Dennis Veilleux, president and CEO of Colt Defense LLC, said, “Today we achieved the last important milestone on Colt’s path to emerging from Chapter 11 as a stronger and more competitive company. We greatly appreciate the dedication and support of our extraordinary employees during this process, as well as the support we received from our financial stakeholders, Sciens Capital and our customers and vendors.”
Meanwhile, a group of Democrats in the U.S. House of Representatives have introduced legislation calling for a ban on “assault rifles” they categorize as “weapons of war.” They say the millions of American citizens who currently own AR-15s would be “allowed to keep them” but “could face challenges reselling them.”
If they want to ban and confiscate this very popular semiautomatic rifle, they should say so and have that fight. Instead, they’ve chosen to call these rifles “weapons of war” in an effort to garner public support. The trouble for them is the public has become well educated on this topic. If this group of Democrats really wants to help make this is a safer nation they should work with law-abiding gun owners instead of treating them asthe problem; after all, America’s 100-million-plus gun owners also don’t want terrorists, gang members, and madmen to be armed.
These Democrats should be aware that the number of people shot and killed with semiautomatic “assault weapons” didn’t change appreciably during the 10-year period (1994-2004) that those firearms were banned from being sold. Also, according to FBI crime statistics, murderers used rifles just 2.5% of the time in 2011. AR-15-type rifles make up an even smaller fraction of that percentage. Almost four times more murderers used knives (323 used rifles whereas 1,694 used knives or another sharp object in 2011) to kill someone.

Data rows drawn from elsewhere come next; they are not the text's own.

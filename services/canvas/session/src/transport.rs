//! TCP transport for canvas sessions.

use std::net::SocketAddr;
use tokio::net::{TcpListener, TcpStream};

/// Create a TCP listener bound to the given address
pub async fn listen_tcp(addr: SocketAddr) -> tokio::io::Result<TcpListener> {
    TcpListener::bind(addr).await
}

/// Connect to a TCP address
pub async fn connect_tcp(addr: SocketAddr) -> tokio::io::Result<TcpStream> {
    let stream = TcpStream::connect(addr).await?;
    // Frames are small and latency matters more than batching
    stream.set_nodelay(true)?;
    Ok(stream)
}

#[cfg(test)]
mod tests {
    use super::*;
    use std::net::{IpAddr, Ipv4Addr};

    #[tokio::test]
    async fn test_tcp_listen_connect() {
        let addr = SocketAddr::new(IpAddr::V4(Ipv4Addr::LOCALHOST), 0);
        let listener = listen_tcp(addr).await.unwrap();
        let bound_addr = listener.local_addr().unwrap();

        let stream = connect_tcp(bound_addr).await.unwrap();
        assert!(stream.peer_addr().is_ok());
        assert!(stream.nodelay().unwrap());
    }
}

Actually, the true story behind the invention of this class of firearms is very American.
The AR-15, and its offspring the M16, got their start in an American aeronautics company. Some smart engineers wanted to use new materials and technology to make guns for the public. In 1953, George Sullivan convinced the Fairchild Engine and Aircraft Corporation to create a new division that would invent gun designs by utilizing new materials and manufacturing processes then being perfected for airplanes. Sullivan named the Fairchild subsidiary “ArmaLite.” The division became known as “George’s Backyard Garage” and was located in Hollywood, California. The idea was that Sullivan would create gun prototypes by utilizing lightweight, modern alloys and plastics the company would then license to firearms manufacturers. The initial plan was to produce sporting firearms for the commercial market. They hoped that some of the concepts would eventually be used by the military. But shortly after Fairchild established its ArmaLite division, ArmaLite was invited to submit a rifle to the U.S. Air Force as a replacement for the then-standard survival rifle. ArmaLite submitted the AR-5, a .22 Hornet survival rifle that they said “floated” for Air Force evaluation. The AR-5 was adopted and designated the MA-1 Survival Rifle, but few were made as the gun fell out of favor.

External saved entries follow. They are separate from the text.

//! Per-connection protocol engine for the canvas collaboration server.
//!
//! This crate turns byte streams into authorized sessions: it owns the
//! per-connection frame adapter, the registry that hands out session IDs,
//! the version handshake, and pull-based chunked transfers of large payloads
//! such as encoded images.
//!
//! ## Features
//!
//! - **Frame adapter**: Incremental decoding and queued, batched encoding
//! - **Adapter registry**: One adapter per connection, unique session IDs
//! - **Handshake**: Version negotiation gating all business traffic
//! - **Chunked transfers**: Client-paced streaming in 10 KiB chunks
//! - **Server pipeline**: Accept loop with one task per connection
//!
//! ## Example
//!
//! ```rust,no_run
//! use canvas_session::{
//!     listen_tcp, AdapterRegistry, LoggingDispatcher, Server, ServerConfig, SettingsHandle,
//! };
//! use std::sync::Arc;
//!
//! # async fn example() -> anyhow::Result<()> {
//! let server = Arc::new(Server::new(
//!     ServerConfig::default(),
//!     Arc::new(AdapterRegistry::new()),
//!     Arc::new(SettingsHandle::default()),
//!     Arc::new(LoggingDispatcher),
//! ));
//!
//! let listener = listen_tcp("0.0.0.0:12345".parse()?).await?;
//! server.serve(listener).await?;
//! # Ok(())
//! # }
//! ```

#![warn(missing_docs)]
#![warn(clippy::all)]

pub mod adapter;
pub mod error;
pub mod handshake;
pub mod image;
pub mod registry;
pub mod server;
pub mod settings;
pub mod transfer;
pub mod transport;

// Re-export main types
pub use adapter::FrameAdapter;
pub use error::{SessionError, TransferError};
pub use handshake::{Handshake, HandshakeOutcome, HandshakeState};
pub use image::ImageSender;
pub use registry::{AdapterEvent, AdapterRegistry, ConnectionId};
pub use server::{Dispatcher, LoggingDispatcher, Server, ServerConfig, SessionContext};
pub use settings::{ServerSettings, SettingsHandle};
pub use transfer::{
    Advance, Assembly, ChunkedTransfer, PayloadSource, TransferAssembler, TransferSet,
    TransferState, CHUNK_SIZE,
};
pub use transport::{connect_tcp, listen_tcp};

Nevertheless, the initial success with the AR-5 led Fairchild to reverse strategy and focus on the military market. The decision to forgo the average consumer for the military would turn out to be a great miscalculation. But at the time Fairchild was flush with revenue from other parts of its vast business. For a while this enabled Sullivan to experiment freely without worrying about making a profit.
As he developed new gun designs, Sullivan would bring his experimental firearms to the Topanga Canyon Shooting Range for testing. This led to a fortuitous meeting that would change the future of the gun. At the range Sullivan happened to see Eugene Stoner, a former U.S. Marine who had served in Aviation Ordnance during WWII, shooting what looked to be a homemade rifle. Stoner was then a design engineer making dental plates. Sullivan and Stoner started talking. Before long Stoner joined Sullivan’s team as chief engineer for ArmaLite.

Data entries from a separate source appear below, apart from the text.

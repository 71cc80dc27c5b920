//! Pull-based chunked transfers.
//!
//! A sender never pushes: every `TransferSync` from the receiver advances one
//! transfer by exactly one step (`TransferStart`, one `TransferChunk`, or
//! `TransferStop`). At most one chunk per transfer is in flight, and many
//! transfers interleave on one connection since each only moves when asked.

use crate::adapter::FrameAdapter;
use crate::error::TransferError;
use bytes::{Bytes, BytesMut};
use canvas_wire::{Frame, SyncTarget, ANY_TRANSFER};
use std::collections::HashMap;
use tracing::{debug, trace};

/// Payload bytes per `TransferChunk`
pub const CHUNK_SIZE: usize = 10 * 1024;

/// Something that can produce the bytes of a payload by identifier
pub trait PayloadSource {
    /// Encode the payload `id`, failing with `PayloadUnavailable`
    fn encode(&self, id: u32) -> Result<Bytes, TransferError>;
}

/// Sender-side transfer state
#[derive(Debug, Clone, Copy, PartialEq, Eq)]
pub enum TransferState {
    /// `TransferStart` not sent yet
    NotStarted,
    /// Start sent, chunks or stop pending
    Sending,
    /// `TransferStop` sent
    Finished,
}

/// Result of one sync-driven step
#[derive(Debug, Clone, PartialEq, Eq)]
pub enum Advance {
    /// The sync request addresses another transfer
    NotApplicable,
    /// The next frame of this transfer
    Emitted(Frame),
    /// Transfer already complete, nothing left to send
    Idle,
}

/// One payload moving through the frame channel
#[derive(Debug, Clone)]
pub struct ChunkedTransfer {
    id: u32,
    payload: Bytes,
    sent: usize,
    state: TransferState,
}

impl ChunkedTransfer {
    /// Create a transfer of `payload` identified by `id`
    pub fn new(id: u32, payload: Bytes) -> Result<Self, TransferError> {
        if id == ANY_TRANSFER {
            return Err(TransferError::ReservedId(id));
        }
        if u32::try_from(payload.len()).is_err() {
            return Err(TransferError::TooLarge(payload.len()));
        }

        Ok(Self {
            id,
            payload,
            sent: 0,
            state: TransferState::NotStarted,
        })
    }

    /// Create a transfer whose payload comes from `source`
    pub fn from_source<S>(source: &S, id: u32) -> Result<Self, TransferError>
    where
        S: PayloadSource + ?Sized,
    {
        let payload = source.encode(id)?;
        Self::new(id, payload)
    }

    /// Transfer identifier
    pub fn id(&self) -> u32 {
        self.id
    }

    /// Current state
    pub fn state(&self) -> TransferState {
        self.state
    }

    /// Total payload size
    pub fn total_size(&self) -> usize {
        self.payload.len()
    }

    /// Payload bytes already emitted in chunks
    pub fn bytes_sent(&self) -> usize {
        self.sent
    }

    /// True once `TransferStop` has been emitted
    pub fn is_finished(&self) -> bool {
        self.state == TransferState::Finished
    }

    /// Take one step in response to a sync request
    pub fn advance(&mut self, target: SyncTarget) -> Advance {
        if !target.matches(self.id) {
            return Advance::NotApplicable;
        }

        match self.state {
            TransferState::NotStarted => {
                self.state = TransferState::Sending;
                Advance::Emitted(Frame::TransferStart {
                    transfer_id: self.id,
                    // Checked against u32 in `new`
                    total_size: self.payload.len() as u32,
                })
            }
            TransferState::Sending if self.sent < self.payload.len() => {
                let len = CHUNK_SIZE.min(self.payload.len() - self.sent);
                let bytes = self.payload.slice(self.sent..self.sent + len);
                self.sent += len;
                Advance::Emitted(Frame::TransferChunk {
                    transfer_id: self.id,
                    bytes,
                })
            }
            TransferState::Sending => {
                self.state = TransferState::Finished;
                Advance::Emitted(Frame::TransferStop {
                    transfer_id: self.id,
                })
            }
            TransferState::Finished => Advance::Idle,
        }
    }
}

/// Active outgoing transfers of one connection, in creation order
#[derive(Debug, Default)]
pub struct TransferSet {
    transfers: Vec<ChunkedTransfer>,
}

impl TransferSet {
    /// Create an empty set
    pub fn new() -> Self {
        Self::default()
    }

    /// Register a transfer; its ID must not be active already
    pub fn add(&mut self, transfer: ChunkedTransfer) -> Result<(), TransferError> {
        if self.transfers.iter().any(|t| t.id() == transfer.id()) {
            return Err(TransferError::DuplicateId(transfer.id()));
        }

        debug!(
            "Registered transfer {} ({} bytes)",
            transfer.id(),
            transfer.total_size()
        );
        self.transfers.push(transfer);
        Ok(())
    }

    /// Serve one sync request, returning the ID of the transfer advanced
    ///
    /// `Any` picks the oldest active transfer. A request naming no active
    /// transfer is ignored. Nothing advances once the adapter is closed.
    pub fn on_sync(&mut self, adapter: &FrameAdapter, target: SyncTarget) -> Option<u32> {
        if adapter.is_closed() {
            debug!("Adapter closed, not advancing {} transfers", self.transfers.len());
            return None;
        }

        let Some(index) = self
            .transfers
            .iter()
            .position(|t| target.matches(t.id()) && !t.is_finished())
        else {
            trace!("Ignoring sync for {:?}: no active transfer", target);
            return None;
        };

        let transfer = &mut self.transfers[index];
        let id = transfer.id();
        if let Advance::Emitted(frame) = transfer.advance(target) {
            adapter.enqueue(frame);
        }

        if transfer.is_finished() {
            debug!("Transfer {} finished", id);
            self.transfers.remove(index);
        }

        Some(id)
    }

    /// IDs of active transfers in creation order
    pub fn ids(&self) -> Vec<u32> {
        self.transfers.iter().map(ChunkedTransfer::id).collect()
    }

    /// Number of active transfers
    pub fn len(&self) -> usize {
        self.transfers.len()
    }

    /// Whether no transfer is active
    pub fn is_empty(&self) -> bool {
        self.transfers.is_empty()
    }
}

/// Progress reported by [`TransferAssembler`]
#[derive(Debug, Clone, PartialEq, Eq)]
pub enum Assembly {
    /// Frame is not part of a transfer
    Ignored,
    /// Transfer still in progress
    Pending {
        /// Transfer identifier
        transfer_id: u32,
    },
    /// Transfer complete
    Complete {
        /// Transfer identifier
        transfer_id: u32,
        /// Reassembled payload
        payload: Bytes,
    },
}

#[derive(Debug)]
struct Inbound {
    total_size: u32,
    data: BytesMut,
}

/// Receiver-side reassembly of chunked transfers
#[derive(Debug, Default)]
pub struct TransferAssembler {
    transfers: HashMap<u32, Inbound>,
}

impl TransferAssembler {
    /// Create an empty assembler
    pub fn new() -> Self {
        Self::default()
    }

    /// Feed one received frame
    pub fn on_frame(&mut self, frame: &Frame) -> Result<Assembly, TransferError> {
        match frame {
            Frame::TransferStart {
                transfer_id,
                total_size,
            } => {
                if self.transfers.contains_key(transfer_id) {
                    return Err(TransferError::DuplicateId(*transfer_id));
                }
                self.transfers.insert(
                    *transfer_id,
                    Inbound {
                        total_size: *total_size,
                        // Announced size is untrusted; grow as chunks arrive
                        data: BytesMut::with_capacity(CHUNK_SIZE.min(*total_size as usize)),
                    },
                );
                Ok(Assembly::Pending {
                    transfer_id: *transfer_id,
                })
            }
            Frame::TransferChunk { transfer_id, bytes } => {
                let inbound = self.inbound(*transfer_id, frame)?;
                let received = inbound.data.len() + bytes.len();
                if received > inbound.total_size as usize {
                    let expected = inbound.total_size;
                    self.transfers.remove(transfer_id);
                    return Err(TransferError::SizeMismatch {
                        id: *transfer_id,
                        expected,
                        actual: received,
                    });
                }
                inbound.data.extend_from_slice(bytes);
                Ok(Assembly::Pending {
                    transfer_id: *transfer_id,
                })
            }
            Frame::TransferStop { transfer_id } => {
                let inbound =
                    self.transfers
                        .remove(transfer_id)
                        .ok_or(TransferError::Unexpected {
                            id: *transfer_id,
                            typ: frame.frame_type(),
                        })?;
                if inbound.data.len() != inbound.total_size as usize {
                    return Err(TransferError::SizeMismatch {
                        id: *transfer_id,
                        expected: inbound.total_size,
                        actual: inbound.data.len(),
                    });
                }
                Ok(Assembly::Complete {
                    transfer_id: *transfer_id,
                    payload: inbound.data.freeze(),
                })
            }
            _ => Ok(Assembly::Ignored),
        }
    }

    fn inbound(&mut self, transfer_id: u32, frame: &Frame) -> Result<&mut Inbound, TransferError> {
        self.transfers
            .get_mut(&transfer_id)
            .ok_or(TransferError::Unexpected {
                id: transfer_id,
                typ: frame.frame_type(),
            })
    }

    /// Number of transfers started but not stopped
    pub fn in_progress(&self) -> usize {
        self.transfers.len()
    }
}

In 1955 ArmaLite submitted a gun design, the AR-10, devised by Stoner but based on Sullivan’s concepts using anodized aluminum, a plastic butt stock, and other materials, to the U.S. Army. The Army was then searching for a new service rifle. The AR-10 looked cosmetically like what would later be the AR-15 and then M16, but the AR-10 used the larger 7.62 mm chambering, a .30-caliber cartridge used by NATO. The chambering wasn’t novel, but the AR-10 was a modern rifle, a new rifle for an age with molded plastic cups, dashboards, and toothbrushes. It was a modular looking rifle with a carry handle on top that utilized space-age materials.
The AR-10 didn’t win a military contract; however, in 1955, U.S. Army Colonel Henry Neilsen and General Willard Wyman got together and discussed the possibility of the AR-10 being chambered in a lighter caliber to truly make it a rifle for the future. Both were intrigued with the potential of this new rifle design. So intrigued that in 1956 both Neilsen and Wyman visited Stoner at ArmaLite to discuss the idea of chambering the AR-10 in a cartridge that would shoot a .22-caliber, 55-grain bullet at 3,250 feet per second at the muzzle.
Stoner went to work and soon developed the AR-15, a lighter, 5.56 mm version of the AR-10. After more machinations from the military’s bureaucracy, and after ArmaLite’s parent company, Fairchild Engine and Aircraft Corporation, hit hard times financially, a decision was made to unload ArmaLite. In January of 1959 the AR-15’s design and manufacturing rights were sold to Colt for the rock-bottom price of $75,000 and a 4.5 percent royalty on future sales.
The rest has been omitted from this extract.